MeasureBase would add ConcreteStructs, ConstructionBase, KeywordCalls, MLStyle, MappedArrays, PrettyPrinting and Tricks to the transitive deps of Distributions, in addition to itself. Also (run in the same session):

julia> @time using Distributions
  0.500227 seconds (1.35 M allocations: 87.835 MiB, 20.01% compilation time)

julia> @time using MeasureBase
  0.226225 seconds (418.94 k allocations: 26.701 MiB)

So we'd add up to 45% to the load time of Distributions. And I expect Distributions will need only the existance of basemeasure and a very few primitive measure types.

If we don't want a separate MeasureInterface - would it be possible to make MeasureBase a bit more lightweight?

cscherrer commented 2 years ago

I addressed that here @oschulz : https://github.com/JuliaMath/DensityInterface.jl/pull/9#issuecomment-965762958

oschulz commented 2 years ago

I addressed that here @oschulz : #9 (comment)

Oh right! Sounds good!

oschulz commented 2 years ago

You're right, it would be nicer to have MeasureTheory and just a single lightweight interface package for it, instead of having both MeasureBase and MeasureBaseLight (a.k.a MeasureInterface).

devmotion commented 2 years ago

Regarding MeasureBase dependencies: Distributions already depends on FillArrays and LogExpFunctions, so these dependencies are completely fine for Distributions. I don't know what the heaviest dependencies are; I haven't used MLStyle (I think) but I heard that it is better than MacroTools.

cscherrer commented 2 years ago

I don't know what the heaviest dependencies are; I haven't used MLStyle (I think) but I heard that it is better than MacroTools.

MLStyle is very nice, but it does have more compile-time cost:

julia> @time using MacroTools
  0.019664 seconds (36.78 k allocations: 3.666 MiB, 29.87% compilation time)

# Fresh instance

julia> @time using MLStyle
  0.178419 seconds (258.29 k allocations: 18.214 MiB, 4.36% compilation time)
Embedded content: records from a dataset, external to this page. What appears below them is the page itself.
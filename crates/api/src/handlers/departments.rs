use axum::{
    extract::{Path, Query, State},
    Json,
};
use chrono::Local;
use std::sync::Arc;

use omms_core::{
    errors::OmmsError,
    models::department::{
        DepartmentCreate, DepartmentDeleteOut, DepartmentOut, DepartmentUpdate,
    },
    models::page::{Page, PageQuery},
    response::Envelope,
    time_fmt,
};
use omms_db::models::DbDepartment;
use omms_db::repositories::department;

use crate::{
    middleware::{
        auth::{require_role_in, AuthUser},
        error_handling::AppError,
    },
    ApiState,
};

fn dept_out(dept: DbDepartment) -> DepartmentOut {
    DepartmentOut {
        dept_id: dept.dept_id,
        dept_name: dept.dept_name,
        dept_desc: dept.description,
        parent_id: dept.parent_id,
        sort_order: dept.sort_order,
        created_at: dept.created_at.map(time_fmt::fmt_datetime),
        updated_at: dept.updated_at.map(time_fmt::fmt_datetime),
    }
}

#[axum::debug_handler]
pub async fn list_departments(
    State(state): State<Arc<ApiState>>,
    Query(query): Query<PageQuery>,
) -> Result<Json<Envelope<Page<DepartmentOut>>>, AppError> {
    let (page, page_size, offset) = query.normalize(20, 100);

    let total = department::count_departments(&state.db_pool)
        .await
        .map_err(OmmsError::Database)?;

    let rows = department::list_departments(&state.db_pool, offset, page_size)
        .await
        .map_err(OmmsError::Database)?;

    let response = Page {
        list: rows.into_iter().map(dept_out).collect(),
        total,
        page,
        page_size,
    };

    Ok(Json(Envelope::ok(response)))
}

#[axum::debug_handler]
pub async fn create_department(
    State(state): State<Arc<ApiState>>,
    Json(payload): Json<DepartmentCreate>,
) -> Result<Json<Envelope<DepartmentOut>>, AppError> {
    if department::name_exists(&state.db_pool, &payload.dept_name, None)
        .await
        .map_err(OmmsError::Database)?
    {
        return Err(AppError(OmmsError::Validation("科室名称已存在".to_string())));
    }

    let now = Local::now().naive_local();
    let created = department::create_department(
        &state.db_pool,
        &payload.dept_name,
        payload.dept_desc.as_deref(),
        payload.parent_id,
        payload.sort_order,
        now,
    )
    .await
    .map_err(OmmsError::Database)?;

    Ok(Json(Envelope::ok_with(dept_out(created), "科室创建成功")))
}

#[axum::debug_handler]
pub async fn get_department(
    State(state): State<Arc<ApiState>>,
    Path(dept_id): Path<i64>,
) -> Result<Json<Envelope<DepartmentOut>>, AppError> {
    let dept = department::get_department_by_id(&state.db_pool, dept_id)
        .await
        .map_err(OmmsError::Database)?
        .ok_or_else(|| OmmsError::NotFound("科室不存在".to_string()))?;

    Ok(Json(Envelope::ok(dept_out(dept))))
}

#[axum::debug_handler]
pub async fn update_department(
    State(state): State<Arc<ApiState>>,
    Path(dept_id): Path<i64>,
    Json(payload): Json<DepartmentUpdate>,
) -> Result<Json<Envelope<DepartmentOut>>, AppError> {
    let existing = department::get_department_by_id(&state.db_pool, dept_id)
        .await
        .map_err(OmmsError::Database)?
        .ok_or_else(|| OmmsError::NotFound("科室不存在".to_string()))?;

    // Renames must not collide with another department
    if let Some(new_name) = &payload.dept_name {
        if *new_name != existing.dept_name
            && department::name_exists(&state.db_pool, new_name, Some(dept_id))
                .await
                .map_err(OmmsError::Database)?
        {
            return Err(AppError(OmmsError::Validation("科室名称已存在".to_string())));
        }
    }

    let now = Local::now().naive_local();
    let updated = department::update_department(
        &state.db_pool,
        dept_id,
        payload.dept_name.as_deref(),
        payload.dept_desc.as_deref(),
        payload.parent_id,
        payload.sort_order,
        now,
    )
    .await
    .map_err(OmmsError::Database)?;

    Ok(Json(Envelope::ok_with(dept_out(updated), "科室更新成功")))
}

#[axum::debug_handler]
pub async fn delete_department(
    State(state): State<Arc<ApiState>>,
    current: AuthUser,
    Path(dept_id): Path<i64>,
) -> Result<Json<Envelope<DepartmentDeleteOut>>, AppError> {
    require_role_in(&state, &current.user, &["ADMIN"]).await?;

    department::get_department_by_id(&state.db_pool, dept_id)
        .await
        .map_err(OmmsError::Database)?
        .ok_or_else(|| OmmsError::NotFound("科室不存在".to_string()))?;

    if department::has_children(&state.db_pool, dept_id)
        .await
        .map_err(OmmsError::Database)?
    {
        return Err(AppError(OmmsError::Validation(
            "该科室下有子科室，无法删除".to_string(),
        )));
    }

    if department::has_doctors(&state.db_pool, dept_id)
        .await
        .map_err(OmmsError::Database)?
    {
        return Err(AppError(OmmsError::Validation(
            "该科室下有医生，无法删除".to_string(),
        )));
    }

    department::delete_department(&state.db_pool, dept_id)
        .await
        .map_err(OmmsError::Database)?;

    Ok(Json(Envelope::ok_with(
        DepartmentDeleteOut { dept_id },
        "科室删除成功",
    )))
}
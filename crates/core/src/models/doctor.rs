use serde::{Deserialize, Serialize};

#[derive(Debug, Clone, Deserialize)]
#[serde(rename_all = "camelCase")]
pub struct DoctorCreate {
    pub user_id: i64,
    pub doctor_name: String,
    pub dept_id: i64,
    pub title: Option<String>,
    pub specialty: Option<String>,
    pub introduction: Option<String>,
}

#[derive(Debug, Clone, Deserialize)]
#[serde(rename_all = "camelCase")]
pub struct DoctorUpdate {
    pub doctor_name: Option<String>,
    pub dept_id: Option<i64>,
    pub title: Option<String>,
    pub specialty: Option<String>,
    pub introduction: Option<String>,
}

#[derive(Debug, Clone, Serialize, Deserialize)]
#[serde(rename_all = "camelCase")]
pub struct DoctorOut {
    pub doctor_id: i64,
    pub doctor_name: String,
    pub dept_id: i64,
    pub dept_name: Option<String>,
    pub title: Option<String>,
    pub specialty: Option<String>,
    pub introduction: Option<String>,
    pub created_at: Option<String>,
    pub updated_at: Option<String>,
}

#[derive(Debug, Clone, Serialize, Deserialize)]
#[serde(rename_all = "camelCase")]
pub struct DoctorDeleteOut {
    pub doctor_id: i64,
}

#[derive(Debug, Clone, Deserialize)]
#[serde(rename_all = "camelCase")]
pub struct DoctorListQuery {
    pub dept_id: Option<i64>,
    pub page: Option<i64>,
    pub page_size: Option<i64>,
}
(edited, I originally mistakenly posted the time including initial precompilation)

mschauer commented 2 years ago

Is the culprit MLStyle itself or the DataFrames dependency it has?

devmotion commented 2 years ago

It doesn't depend on DataFrames, it's only a test dependency. It seems MLStyle does not depend on any packages: https://github.com/thautwarm/MLStyle.jl/blob/master/Project.toml

oschulz commented 2 years ago

It doesn't depend on DataFrames, it's only a test dependency.

Whew - depending on DataFrames would not be fun ... :-)

cscherrer commented 2 years ago

Ok, so we use MLStyle for macros, specifically

  1. To declare a new parameterized measure, e.g. @parameterized Normal(μ,σ)
  2. To build a new "Half" measure, e.g. @half Normal

But I think these can be moved entirely to MeasureTheory.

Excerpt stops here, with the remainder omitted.